(Data to examine Opens)
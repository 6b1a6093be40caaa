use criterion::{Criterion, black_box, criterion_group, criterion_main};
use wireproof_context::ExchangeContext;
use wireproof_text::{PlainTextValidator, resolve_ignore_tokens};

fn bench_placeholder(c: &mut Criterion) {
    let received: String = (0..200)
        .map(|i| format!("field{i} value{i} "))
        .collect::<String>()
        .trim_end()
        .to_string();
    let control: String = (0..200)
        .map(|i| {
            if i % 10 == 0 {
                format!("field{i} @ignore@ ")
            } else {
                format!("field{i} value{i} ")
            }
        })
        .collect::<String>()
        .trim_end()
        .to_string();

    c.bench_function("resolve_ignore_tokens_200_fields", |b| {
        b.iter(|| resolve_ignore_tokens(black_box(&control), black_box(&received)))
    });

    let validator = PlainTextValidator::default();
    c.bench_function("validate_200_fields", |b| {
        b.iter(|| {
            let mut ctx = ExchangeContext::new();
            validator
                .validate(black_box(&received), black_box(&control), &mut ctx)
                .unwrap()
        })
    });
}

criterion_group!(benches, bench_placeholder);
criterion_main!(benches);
(Data to examine Closes)
Restate every record exactly, leaving nothing out.

- [Finished exercise]
repository 6b1a6093be40caaa
use criterion::{Criterion, black_box, criterion_group, criterion_main};
use wireproof_context::ExchangeContext;
use wireproof_text::{PlainTextValidator, resolve_ignore_tokens};

fn bench_placeholder(c: &mut Criterion) {
    let received: String = (0..200)
        .map(|i| format!("field{i} value{i} "))
        .collect::<String>()
        .trim_end()
        .to_string();
    let control: String = (0..200)
        .map(|i| {
            if i % 10 == 0 {
                format!("field{i} @ignore@ ")
            } else {
                format!("field{i} value{i} ")
            }
        })
        .collect::<String>()
        .trim_end()
        .to_string();

    c.bench_function("resolve_ignore_tokens_200_fields", |b| {
        b.iter(|| resolve_ignore_tokens(black_box(&control), black_box(&received)))
    });

    let validator = PlainTextValidator::default();
    c.bench_function("validate_200_fields", |b| {
        b.iter(|| {
            let mut ctx = ExchangeContext::new();
            validator
                .validate(black_box(&received), black_box(&control), &mut ctx)
                .unwrap()
        })
    });
}

criterion_group!(benches, bench_placeholder);
criterion_main!(benches);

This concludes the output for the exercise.